In separating heavy metals, it is preferable to expose the material particles being separated to additional electromagnetic forces directed oppositely in the gravity forces acting on the electrically conducting particles so as to counterbalance the gravity forces and to increase the angle of deflection of the direction of fall of the electrically conducting particles away from a vertical under the action of the main electromagnetic forces. Increasing the angle of deflection of the direction of fall of the electrically conducting particles from a vertical allows the heavier electrically conducting particles to be more efficiently separated from electrically nonconducting particles and particles with a lower specific electrical conductance.

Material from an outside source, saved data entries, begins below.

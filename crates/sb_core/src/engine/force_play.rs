//! Live force-play resolution for fielded ground balls
//!
//! Every runner is raced against the ball:
//!
//! - forced runners are out when the ball strictly beats them to the base
//! - tag plays add the tag-application time, and margins inside the
//!   close-play window go to a weighted coin
//! - the defense takes the lead out it expects to get, in the fixed
//!   priority home > third > second > first, falling back to the batter
//! - after the first out, one double-play relay is tried on the next
//!   forced runner
//! - runners safe at their base may push for one more, up to the throw cap

use rand::Rng;

use super::ball_flight::{horizontal_speed_fps, BallType};
use super::config::EngineConfig;
use super::constants::{flight, geometry, timing};
use super::contact::BattedBall;
use super::probability::{chance, normalize_skill, uniform_range};
use super::runners::{
    base_states, Advancement, PlayContext, RunnerState, RunnersState, HOME_PLATE, OUTS_PER_HALF,
};
use crate::models::player::FieldPosition;

/// Static throw priority, most valuable out first.
const THROW_PRIORITY: [u8; 4] = [HOME_PLATE, 3, 2, 1];

fn fielder_spot(position: FieldPosition) -> (f64, f64) {
    match position {
        FieldPosition::Pitcher => geometry::PITCHER,
        FieldPosition::Catcher | FieldPosition::Bench => geometry::CATCHER,
        FieldPosition::FirstBase => geometry::FIRST_BASEMAN,
        FieldPosition::SecondBase => geometry::SECOND_BASEMAN,
        FieldPosition::ThirdBase => geometry::THIRD_BASEMAN,
        FieldPosition::Shortstop => geometry::SHORTSTOP,
        FieldPosition::LeftField => geometry::LEFT_FIELDER,
        FieldPosition::CenterField => geometry::CENTER_FIELDER,
        FieldPosition::RightField => geometry::RIGHT_FIELDER,
    }
}

fn base_spot(position: u8) -> (f64, f64) {
    match position {
        1 => geometry::FIRST_BASE,
        2 => geometry::SECOND_BASE,
        3 => geometry::THIRD_BASE,
        _ => geometry::HOME_PLATE,
    }
}

#[inline]
fn distance(a: (f64, f64), b: (f64, f64)) -> f64 {
    ((a.0 - b.0).powi(2) + (a.1 - b.1).powi(2)).sqrt()
}

pub fn runner_speed_fps(running: f64) -> f64 {
    timing::RUNNER_BASE_FPS + timing::RUNNER_SKILL_FPS * running.clamp(0.0, 10.0)
}

pub fn throw_speed_fps(arm: f64) -> f64 {
    timing::THROW_BASE_FPS + timing::THROW_SKILL_FPS * arm.clamp(0.0, 10.0)
}

/// Seconds from contact until the fielder has the ball in hand.
pub fn fielding_time(ball: &BattedBall, ctx: &PlayContext, bobbled: bool) -> f64 {
    let base = match ctx.ball_type {
        BallType::Ground => timing::FIELD_GROUND_S,
        BallType::Line => timing::FIELD_LINE_S,
        BallType::Fly | BallType::Pop => timing::FIELD_AIR_S,
    };
    let handle = base * (1.0 - timing::FIELD_SKILL_REDUCTION * normalize_skill(ctx.arm));

    let roll_speed = horizontal_speed_fps(ball) * flight::BOUNCE_RETENTION;
    let reach_ft = distance(geometry::HOME_PLATE, fielder_spot(ctx.fielder));
    let reach = if roll_speed > 0.0 {
        (reach_ft / roll_speed).min(timing::MAX_REACH_S)
    } else {
        timing::MAX_REACH_S
    };

    let penalty = if bobbled { timing::BOBBLE_PENALTY_S } else { 0.0 };
    reach + handle + penalty
}

/// Race the batter to first after an infielder drops an air ball.
///
/// Recovery time after the drop is uniform; first base is a force, so ties go
/// to the runner.
pub fn dropped_ball_retires_batter<R: Rng + ?Sized>(
    ball: &BattedBall,
    ctx: &PlayContext,
    rng: &mut R,
) -> bool {
    let recovery = uniform_range(rng, 0.0, timing::DROP_RECOVERY_MAX_S);
    let throw = distance(fielder_spot(ctx.fielder), base_spot(1)) / throw_speed_fps(ctx.arm);
    let ball_time = fielding_time(ball, ctx, false) + recovery + throw;
    let runner_time =
        timing::BATTER_START_S + timing::BASE_PATH_FT / runner_speed_fps(ball.batter.running);
    ball_time < runner_time
}

struct Race {
    states: Vec<RunnerState>,
    /// Seconds after contact each runner leaves their base
    starts: Vec<f64>,
    outs_before: u8,
    throws: u8,
    third_out_forced: Option<bool>,
}

impl Race {
    fn outs_total(&self) -> u8 {
        self.outs_before + self.states.iter().filter(|s| s.out).count() as u8
    }

    fn arrival(&self, i: usize, position: u8) -> f64 {
        let s = &self.states[i];
        let legs = f64::from(position.saturating_sub(s.origin));
        self.starts[i] + legs * timing::BASE_PATH_FT / runner_speed_fps(s.runner.running)
    }

    /// Force still on: nobody behind this runner has been retired.
    fn still_forced(&self, i: usize) -> bool {
        let s = &self.states[i];
        s.forced && !self.states.iter().any(|o| o.out && o.origin < s.origin)
    }

    fn running_to(&self, position: u8) -> Option<usize> {
        self.states
            .iter()
            .position(|s| !s.out && s.target == position && s.target > s.origin)
    }

    fn retire(&mut self, i: usize, forced: bool) {
        self.states[i].put_out();
        if self.third_out_forced.is_none() && self.outs_total() >= OUTS_PER_HALF {
            self.third_out_forced = Some(forced);
        }
    }
}

/// Tag play with the close-play coin.
fn tag_is_out<R: Rng + ?Sized>(
    ball_time: f64,
    runner_time: f64,
    config: &EngineConfig,
    rng: &mut R,
) -> bool {
    let margin = runner_time - (ball_time + config.defense.tag_application_s);
    if margin.abs() < config.defense.close_play_margin_s {
        !chance(rng, config.defense.close_play_safe_chance)
    } else {
        margin > 0.0
    }
}

/// Decide where unforced runners go before the throw.
fn break_runners<R: Rng + ?Sized>(race: &mut Race, attack: f64, rng: &mut R) {
    // Lead runner first so the base ahead is known.
    let mut third_vacated = true;
    for i in (0..race.states.len()).rev() {
        let s = race.states[i];
        if s.is_batter() {
            race.starts[i] = timing::BATTER_START_S;
            continue;
        }
        if s.forced {
            race.states[i].target = s.origin + 1;
            if s.origin == 3 {
                third_vacated = true;
            }
            continue;
        }
        race.starts[i] = timing::READ_DELAY_S;
        let spd = normalize_skill(s.runner.running);
        match s.origin {
            3 => {
                let goes = chance(rng, timing::THIRD_GOES_BASE + timing::THIRD_GOES_SPEED * spd);
                race.states[i].target = if goes { HOME_PLATE } else { 3 };
                third_vacated = goes;
            }
            2 => {
                let p = if attack > 0.0 {
                    timing::SECOND_ADVANCES_RIGHT_SIDE
                } else {
                    timing::SECOND_ADVANCES_BASE + timing::SECOND_ADVANCES_SPEED * spd
                };
                let goes = third_vacated && chance(rng, p);
                race.states[i].target = if goes { 3 } else { 2 };
            }
            _ => {}
        }
    }
}

pub fn resolve_ground_ball<R: Rng + ?Sized>(
    ball: &BattedBall,
    ctx: &PlayContext,
    bobbled: bool,
    runners: &RunnersState,
    config: &EngineConfig,
    rng: &mut R,
) -> Advancement {
    let mut states = vec![RunnerState::batter(ball.batter)];
    states.extend(base_states(runners));
    let starts = vec![0.0; states.len()];
    let mut race =
        Race { states, starts, outs_before: runners.outs, throws: 0, third_out_forced: None };

    break_runners(&mut race, ball.attack, rng);

    let only_batter_forced = runners.first.is_none();
    let fast_path = only_batter_forced && !bobbled && ctx.ball_type == BallType::Ground;
    let mut field_time = fielding_time(ball, ctx, bobbled);
    if fast_path {
        field_time *= timing::FAST_PATH_FACTOR;
    }
    let throw_fps = throw_speed_fps(ctx.arm);
    let from = fielder_spot(ctx.fielder);

    // Pick the most valuable out the defense expects to get.
    let ball_at = |position: u8| field_time + distance(from, base_spot(position)) / throw_fps;
    let mut choice = None;
    if !fast_path {
        for position in THROW_PRIORITY {
            let Some(i) = race.running_to(position) else { continue };
            let runner_time = race.arrival(i, position);
            let ball_time = ball_at(position);
            let expected_out = if race.still_forced(i) {
                ball_time < runner_time
            } else {
                ball_time + config.defense.tag_application_s < runner_time
            };
            if expected_out {
                choice = Some((i, position));
                break;
            }
        }
    }
    let (first_i, first_base) = match choice {
        Some(c) => c,
        None => (0, 1),
    };

    // First throw
    race.throws += 1;
    let mut last_base = first_base;
    let mut last_time = ball_at(first_base);
    let forced = race.still_forced(first_i);
    let runner_time = race.arrival(first_i, first_base);
    let out = if forced {
        last_time < runner_time
    } else {
        tag_is_out(last_time, runner_time, config, rng)
    };
    if out {
        race.retire(first_i, forced);
    }

    // One double-play relay, only off the first throw.
    if out && race.outs_total() < OUTS_PER_HALF && race.throws < config.rules.max_throws {
        let relay = THROW_PRIORITY.into_iter().find_map(|position| {
            race.running_to(position).filter(|&i| race.still_forced(i)).map(|i| (i, position))
        });
        if let Some((i, position)) = relay {
            race.throws += 1;
            let ball_time = last_time
                + config.defense.double_play_pivot_s
                + distance(base_spot(last_base), base_spot(position)) / throw_fps;
            if ball_time < race.arrival(i, position) {
                race.retire(i, true);
            }
            last_base = position;
            last_time = ball_time;
        }
    }

    // Extra-base attempts, lead runner first.
    let aggression = match ctx.ball_type {
        BallType::Ground => timing::AGGRESSION_GROUND,
        BallType::Line => timing::AGGRESSION_LINE,
        BallType::Fly | BallType::Pop => timing::AGGRESSION_AIR,
    };
    for i in (0..race.states.len()).rev() {
        if race.throws >= config.rules.max_throws || race.outs_total() >= OUTS_PER_HALF {
            break;
        }
        let s = race.states[i];
        if s.out || s.target >= HOME_PLATE {
            continue;
        }
        let next = s.target + 1;
        let taken = next < HOME_PLATE
            && race.states.iter().enumerate().any(|(j, o)| j != i && !o.out && o.target == next);
        if taken {
            continue;
        }
        let p = aggression
            + timing::AGGRESSION_PER_THROW * f64::from(race.throws)
            + timing::AGGRESSION_SPEED * normalize_skill(s.runner.running);
        if !chance(rng, p) {
            continue;
        }
        race.throws += 1;
        let ball_time = last_time + distance(base_spot(last_base), base_spot(next)) / throw_fps;
        let runner_time = race.arrival(i, next);
        if tag_is_out(ball_time, runner_time, config, rng) {
            race.retire(i, false);
        } else {
            race.states[i].target = next;
        }
        last_base = next;
        last_time = ball_time;
    }

    for s in race.states.iter_mut().filter(|s| !s.out) {
        let target = s.target;
        s.move_to(target);
    }

    let mut adv = Advancement::new(race.states);
    adv.throws = race.throws;
    adv.runs_nullified = race.third_out_forced == Some(true);
    adv
}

When separating a material containing spatially asymmetrical particles, it is also preferable that the particles before being fed into the region of the maximum intensity of the variable nonuniform magnetic field be oriented in space with their maximum cross-sectional areas substantially perpendicularly to the magnetic lines of force of the variable nonuniform magnetic field. This technique considerably enhances the efficiency of separating spatially asymmetrical particles by creating the conditions for emergence of the maximum possible electromagnetic forces at essentially the same intensity and degree of nonuniformity of the variable magnetic field.

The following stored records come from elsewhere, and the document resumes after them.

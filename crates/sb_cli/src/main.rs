//! Softball simulation CLI
//!
//! Reads a game request (the same JSON the library API accepts) and prints
//! results as JSON on stdout. Logs go to stderr.

use std::fs;
use std::path::{Path, PathBuf};

use anyhow::{Context, Result};
use clap::{Parser, Subcommand};
use tracing::info;

use sb_core::api::load_config_from_env;
use sb_core::{game_request_schema, simulate_game, simulate_series, GameRequest};

#[derive(Parser)]
#[command(name = "sb")]
#[command(about = "Simulate softball games from JSON rosters", long_about = None)]
struct Cli {
    #[command(subcommand)]
    command: Commands,
}

#[derive(Subcommand)]
enum Commands {
    /// Simulate one game and print the full response
    Simulate {
        /// Game request JSON file
        #[arg(long)]
        input: PathBuf,

        /// Override the request seed
        #[arg(long)]
        seed: Option<u64>,

        /// Pretty-print the output
        #[arg(long, default_value = "false")]
        pretty: bool,
    },

    /// Simulate many games between the request's teams and print a summary
    Series {
        /// Game request JSON file
        #[arg(long)]
        input: PathBuf,

        /// Number of games
        #[arg(long, default_value = "100")]
        games: u32,

        /// Seed of the first game; defaults to the request seed
        #[arg(long)]
        seed: Option<u64>,
    },

    /// Print the JSON schema of a game request
    Schema,
}

fn read_request(path: &Path) -> Result<GameRequest> {
    let content = fs::read_to_string(path)
        .with_context(|| format!("Failed to read request file {}", path.display()))?;
    serde_json::from_str(&content)
        .with_context(|| format!("Invalid game request in {}", path.display()))
}

fn main() -> Result<()> {
    tracing_subscriber::fmt()
        .with_env_filter(
            tracing_subscriber::EnvFilter::from_default_env()
                .add_directive(tracing::Level::INFO.into()),
        )
        .with_writer(std::io::stderr)
        .init();

    let cli = Cli::parse();

    match cli.command {
        Commands::Simulate { input, seed, pretty } => {
            let mut request = read_request(&input)?;
            if let Some(seed) = seed {
                request.seed = seed;
            }
            let response = simulate_game(request).context("Simulation failed")?;
            let out = if pretty {
                serde_json::to_string_pretty(&response)?
            } else {
                serde_json::to_string(&response)?
            };
            println!("{out}");
        }
        Commands::Series { input, games, seed } => {
            let request = read_request(&input)?;
            let config = match request.config {
                Some(config) => config,
                None => load_config_from_env().context("Failed to load engine config")?,
            };
            let base_seed = seed.unwrap_or(request.seed);
            info!(games, base_seed, "running series");
            let summary = simulate_series(
                &request.home_team,
                &request.away_team,
                &config,
                games,
                base_seed,
            )
            .context("Series failed")?;
            println!("{}", serde_json::to_string_pretty(&summary)?);
        }
        Commands::Schema => {
            println!("{}", serde_json::to_string_pretty(&game_request_schema())?);
        }
    }

    Ok(())
}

Such an orientation of electrically conducting particles of the material being separated can be accomplished by directing the freely falling flow of the material into a variable uniform magnetic field whose magnetic lines of force are substantially perpendicular in space to the magnetic lines of force of the variable nonuniform magnetic field.

The orientation of electrically conducting particles of the material being separated can also be effected by directing the flow of the material by a vibrating trough disposed in the region of maximum intensity of the variable nonuniform magnetic field. This technique makes it possible to orient the spatially asymmetrical particles substantially in a horizontal plane in the course of their feed.

The above and other objects are also attained by an electrodynamic separator comprising an electromagnet having an excitation winding connected to an alternating current source and having a closed magnetic core with a magnetic air gap defined by pole pieces producing a nonuniform variable magnetic field. Also included are a loading means, a means for feeding a flow of the material being separated into the region of the nonuniform variable magnetic field, and a receiving means to hold the separated material. According to the invention, the electromagnet pole pieces are symmetrically divergent from the pole axis in a plane substantially perpendicular to the direction of the flow of the particles being separated.

Such a construction of the electrodynamic separator enables the energy of the variable magnetic field of the electromagnet to be utilized to the maximum extent owing to concentration of the magnetic field at the center of the magnetic air gap between the pole pieces which allow for passage of the particles being separated in the region of the maximum intensity of the variable magnetic field.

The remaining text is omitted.